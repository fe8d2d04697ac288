//! Spacing between extraction-service calls.
//!
//! Pacing is an injected policy, not a sleep sprinkled through the
//! orchestrator: tests swap in [`NoPacing`], the CLI picks a fixed cooldown
//! or a per-minute quota from its flags.

use async_trait::async_trait;
use governor::{Quota, RateLimiter};
use std::num::NonZeroU32;
use std::time::Duration;
use tokio::sync::Mutex;
use tokio::time::Instant;
use tracing::debug;

/// Waits until the next extraction-service call may go out.
#[async_trait]
pub trait CallPacer: Send + Sync {
    async fn acquire(&self);
}

/// Never waits.
#[derive(Debug, Default, Clone, Copy)]
pub struct NoPacing;

#[async_trait]
impl CallPacer for NoPacing {
    async fn acquire(&self) {}
}

/// Enforces a minimum gap between consecutive calls.
///
/// The first call goes out immediately; each later call waits until
/// `cooldown` has passed since the previous one was released.
#[derive(Debug)]
pub struct FixedDelayPacer {
    cooldown: Duration,
    last: Mutex<Option<Instant>>,
}

impl FixedDelayPacer {
    pub fn new(cooldown: Duration) -> Self {
        Self {
            cooldown,
            last: Mutex::new(None),
        }
    }
}

#[async_trait]
impl CallPacer for FixedDelayPacer {
    async fn acquire(&self) {
        let mut last = self.last.lock().await;
        if let Some(prev) = *last {
            let ready_at = prev + self.cooldown;
            if Instant::now() < ready_at {
                debug!("Cooling down {:?} before next service call", ready_at - Instant::now());
                tokio::time::sleep_until(ready_at).await;
            }
        }
        *last = Some(Instant::now());
    }
}

type DirectLimiter = RateLimiter<
    governor::state::NotKeyed,
    governor::state::InMemoryState,
    governor::clock::DefaultClock,
>;

/// Token bucket allowing `per_minute` calls per minute, bursting up to the quota.
pub struct TokenBucketPacer {
    per_minute: NonZeroU32,
    limiter: DirectLimiter,
}

impl TokenBucketPacer {
    pub fn per_minute(per_minute: NonZeroU32) -> Self {
        Self {
            per_minute,
            limiter: RateLimiter::direct(Quota::per_minute(per_minute)),
        }
    }
}

impl std::fmt::Debug for TokenBucketPacer {
    fn fmt(&self, f: &mut std::fmt::Formatter<'_>) -> std::fmt::Result {
        f.debug_struct("TokenBucketPacer")
            .field("per_minute", &self.per_minute)
            .finish()
    }
}

#[async_trait]
impl CallPacer for TokenBucketPacer {
    async fn acquire(&self) {
        self.limiter.until_ready().await;
    }
}
impl<'a> PageWriter<'a> {
    fn new(config: &'a RendererConfig, fonts: &'a FontSet) -> Self {
        Self {
            config,
            fonts,
            cursor: config.page_height - config.margin,
            current: Vec::new(),
            pages: Vec::new(),
        }
    }

    fn usable_width(&self) -> f32 {
        self.config.page_width - 2.0 * self.config.margin
    }

    fn ensure(&mut self, height: f32) {
        if self.cursor - height < self.config.margin && !self.current.is_empty() {
            self.pages.push(std::mem::take(&mut self.current));
            self.cursor = self.config.page_height - self.config.margin;
        }
    }

    fn gap(&mut self, height: f32) {
        self.cursor -= height;
    }

    fn line(&mut self, text: &str, style: Style, size: f32, align: Align, rgb: (f32, f32, f32)) {
        let leading = size * 1.3;
        self.ensure(leading);
        self.cursor -= leading;
        let x = match align {
            Align::Left => self.config.margin,
            Align::Center => {
                let w = self.fonts.measure(text, style, size);
                self.config.margin + ((self.usable_width() - w) / 2.0).max(0.0)
            }
        };
        // The embedded font has a single face: fake bold with fill+stroke and
        // italic with a skewed text matrix.
        let embedded = matches!(self.fonts, FontSet::Embedded(_));
        let skew = if embedded && style == Style::Italic { 0.2f32 } else { 0.0 };
        let render_mode: i64 = if embedded && style == Style::Bold { 2 } else { 0 };

        self.current.extend([
            Operation::new("BT", vec![]),
            Operation::new("Tf", vec![Object::Name(self.fonts.resource_name(style).as_bytes().to_vec()), size.into()]),
            Operation::new("rg", vec![rgb.0.into(), rgb.1.into(), rgb.2.into()]),
            Operation::new("RG", vec![rgb.0.into(), rgb.1.into(), rgb.2.into()]),
            Operation::new("Tr", vec![render_mode.into()]),
            Operation::new("Tm", vec![1.into(), 0.into(), skew.into(), 1.into(), x.into(), self.cursor.into()]),
            Operation::new("Tj", vec![Object::string_literal(self.fonts.encode(text))]),
            Operation::new("ET", vec![]),
        ]);
    }

    fn wrapped(&mut self, text: &str, style: Style, size: f32) {
        let max = self.usable_width();
        let fonts = self.fonts;
        for paragraph in text.split('\n') {
            for line in wrap(paragraph, max, |s| fonts.measure(s, style, size)) {
                self.line(&line, style, size, Align::Left, (0.0, 0.0, 0.0));
            }
        }
    }

    fn rule(&mut self, rgb: (f32, f32, f32)) {
        let y = self.cursor - 3.0;
        let left = self.config.margin;
        let right = self.config.page_width - self.config.margin;
        self.current.extend([
            Operation::new("RG", vec![rgb.0.into(), rgb.1.into(), rgb.2.into()]),
            Operation::new("w", vec![0.5f32.into()]),
            Operation::new("m", vec![left.into(), y.into()]),
            Operation::new("l", vec![right.into(), y.into()]),
            Operation::new("S", vec![]),
        ]);
        self.cursor = y - 4.0;
    }

    fn header(&mut self, p: &CandidateProfile) {
        if !p.name.trim().is_empty() {
            self.line(p.name.trim(), Style::Bold, 16.0, Align::Center, (0.0, 0.0, 0.0));
        }
        if !p.title.trim().is_empty() {
            self.line(p.title.trim(), Style::Italic, 12.0, Align::Center, (0.0, 0.0, 0.0));
        }
        let details = join_non_empty(&[&p.location, &p.contact], " | ");
        if !details.is_empty() {
            self.line(&details, Style::Regular, 10.0, Align::Center, (0.3, 0.3, 0.3));
        }
        self.gap(10.0);
    }

    fn section(&mut self, section: &PlannedSection) {
        // Keep a heading with at least its first line.
        self.ensure(12.0 * 1.3 + 8.0 + 10.0 * 1.3);
        self.line(section.kind.heading(), Style::Bold, 12.0, Align::Left, HEADING_RGB);
        self.rule(HEADING_RGB);
        for entry in &section.entries {
            if let Some(lead) = &entry.lead {
                self.wrapped(lead, Style::Bold, 10.0);
            }
            if !entry.body.trim().is_empty() {
                self.wrapped(entry.body.trim(), Style::Regular, 10.0);
            }
            self.gap(4.0);
        }
        self.gap(6.0);
    }

    fn finish(mut self) -> Vec<Vec<Operation>> {
        if !self.current.is_empty() || self.pages.is_empty() {
            self.pages.push(self.current);
        }
        self.pages
    }
}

WORK REQUIRED:
Restate the records exactly. Leave nothing out.

RESULT OF THE TASK:
repository fe8d2d04697ac288
//! Spacing between extraction-service calls.
//!
//! Pacing is an injected policy, not a sleep sprinkled through the
//! orchestrator: tests swap in [`NoPacing`], the CLI picks a fixed cooldown
//! or a per-minute quota from its flags.

use async_trait::async_trait;
use governor::{Quota, RateLimiter};
use std::num::NonZeroU32;
use std::time::Duration;
use tokio::sync::Mutex;
use tokio::time::Instant;
use tracing::debug;

/// Waits until the next extraction-service call may go out.
#[async_trait]
pub trait CallPacer: Send + Sync {
    async fn acquire(&self);
}

/// Never waits.
#[derive(Debug, Default, Clone, Copy)]
pub struct NoPacing;

#[async_trait]
impl CallPacer for NoPacing {
    async fn acquire(&self) {}
}

/// Enforces a minimum gap between consecutive calls.
///
/// The first call goes out immediately; each later call waits until
/// `cooldown` has passed since the previous one was released.
#[derive(Debug)]
pub struct FixedDelayPacer {
    cooldown: Duration,
    last: Mutex<Option<Instant>>,
}

impl FixedDelayPacer {
    pub fn new(cooldown: Duration) -> Self {
        Self {
            cooldown,
            last: Mutex::new(None),
        }
    }
}

#[async_trait]
impl CallPacer for FixedDelayPacer {
    async fn acquire(&self) {
        let mut last = self.last.lock().await;
        if let Some(prev) = *last {
            let ready_at = prev + self.cooldown;
            if Instant::now() < ready_at {
                debug!("Cooling down {:?} before next service call", ready_at - Instant::now());
                tokio::time::sleep_until(ready_at).await;
            }
        }
        *last = Some(Instant::now());
    }
}

type DirectLimiter = RateLimiter<
    governor::state::NotKeyed,
    governor::state::InMemoryState,
    governor::clock::DefaultClock,
>;

/// Token bucket allowing `per_minute` calls per minute, bursting up to the quota.
pub struct TokenBucketPacer {
    per_minute: NonZeroU32,
    limiter: DirectLimiter,
}

impl TokenBucketPacer {
    pub fn per_minute(per_minute: NonZeroU32) -> Self {
        Self {
            per_minute,
            limiter: RateLimiter::direct(Quota::per_minute(per_minute)),
        }
    }
}

impl std::fmt::Debug for TokenBucketPacer {
    fn fmt(&self, f: &mut std::fmt::Formatter<'_>) -> std::fmt::Result {
        f.debug_struct("TokenBucketPacer")
            .field("per_minute", &self.per_minute)
            .finish()
    }
}

#[async_trait]
impl CallPacer for TokenBucketPacer {
    async fn acquire(&self) {
        self.limiter.until_ready().await;
    }
}
impl<'a> PageWriter<'a> {
    fn new(config: &'a RendererConfig, fonts: &'a FontSet) -> Self {
        Self {
            config,
            fonts,
            cursor: config.page_height - config.margin,
            current: Vec::new(),
            pages: Vec::new(),
        }
    }

    fn usable_width(&self) -> f32 {
        self.config.page_width - 2.0 * self.config.margin
    }

    fn ensure(&mut self, height: f32) {
        if self.cursor - height < self.config.margin && !self.current.is_empty() {
            self.pages.push(std::mem::take(&mut self.current));
            self.cursor = self.config.page_height - self.config.margin;
        }
    }

    fn gap(&mut self, height: f32) {
        self.cursor -= height;
    }

    fn line(&mut self, text: &str, style: Style, size: f32, align: Align, rgb: (f32, f32, f32)) {
        let leading = size * 1.3;
        self.ensure(leading);
        self.cursor -= leading;
        let x = match align {
            Align::Left => self.config.margin,
            Align::Center => {
                let w = self.fonts.measure(text, style, size);
                self.config.margin + ((self.usable_width() - w) / 2.0).max(0.0)
            }
        };
        // The embedded font has a single face: fake bold with fill+stroke and
        // italic with a skewed text matrix.
        let embedded = matches!(self.fonts, FontSet::Embedded(_));
        let skew = if embedded && style == Style::Italic { 0.2f32 } else { 0.0 };
        let render_mode: i64 = if embedded && style == Style::Bold { 2 } else { 0 };

        self.current.extend([
            Operation::new("BT", vec![]),
            Operation::new("Tf", vec![Object::Name(self.fonts.resource_name(style).as_bytes().to_vec()), size.into()]),
            Operation::new("rg", vec![rgb.0.into(), rgb.1.into(), rgb.2.into()]),
            Operation::new("RG", vec![rgb.0.into(), rgb.1.into(), rgb.2.into()]),
            Operation::new("Tr", vec![render_mode.into()]),
            Operation::new("Tm", vec![1.into(), 0.into(), skew.into(), 1.into(), x.into(), self.cursor.into()]),
            Operation::new("Tj", vec![Object::string_literal(self.fonts.encode(text))]),
            Operation::new("ET", vec![]),
        ]);
    }

    fn wrapped(&mut self, text: &str, style: Style, size: f32) {
        let max = self.usable_width();
        let fonts = self.fonts;
        for paragraph in text.split('\n') {
            for line in wrap(paragraph, max, |s| fonts.measure(s, style, size)) {
                self.line(&line, style, size, Align::Left, (0.0, 0.0, 0.0));
            }
        }
    }

    fn rule(&mut self, rgb: (f32, f32, f32)) {
        let y = self.cursor - 3.0;
        let left = self.config.margin;
        let right = self.config.page_width - self.config.margin;
        self.current.extend([
            Operation::new("RG", vec![rgb.0.into(), rgb.1.into(), rgb.2.into()]),
            Operation::new("w", vec![0.5f32.into()]),
            Operation::new("m", vec![left.into(), y.into()]),
            Operation::new("l", vec![right.into(), y.into()]),
            Operation::new("S", vec![]),
        ]);
        self.cursor = y - 4.0;
    }

    fn header(&mut self, p: &CandidateProfile) {
        if !p.name.trim().is_empty() {
            self.line(p.name.trim(), Style::Bold, 16.0, Align::Center, (0.0, 0.0, 0.0));
        }
        if !p.title.trim().is_empty() {
            self.line(p.title.trim(), Style::Italic, 12.0, Align::Center, (0.0, 0.0, 0.0));
        }
        let details = join_non_empty(&[&p.location, &p.contact], " | ");
        if !details.is_empty() {
            self.line(&details, Style::Regular, 10.0, Align::Center, (0.3, 0.3, 0.3));
        }
        self.gap(10.0);
    }

    fn section(&mut self, section: &PlannedSection) {
        // Keep a heading with at least its first line.
        self.ensure(12.0 * 1.3 + 8.0 + 10.0 * 1.3);
        self.line(section.kind.heading(), Style::Bold, 12.0, Align::Left, HEADING_RGB);
        self.rule(HEADING_RGB);
        for entry in &section.entries {
            if let Some(lead) = &entry.lead {
                self.wrapped(lead, Style::Bold, 10.0);
            }
            if !entry.body.trim().is_empty() {
                self.wrapped(entry.body.trim(), Style::Regular, 10.0);
            }
            self.gap(4.0);
        }
        self.gap(6.0);
    }

    fn finish(mut self) -> Vec<Vec<Operation>> {
        if !self.current.is_empty() || self.pages.is_empty() {
            self.pages.push(self.current);
        }
        self.pages
    }
}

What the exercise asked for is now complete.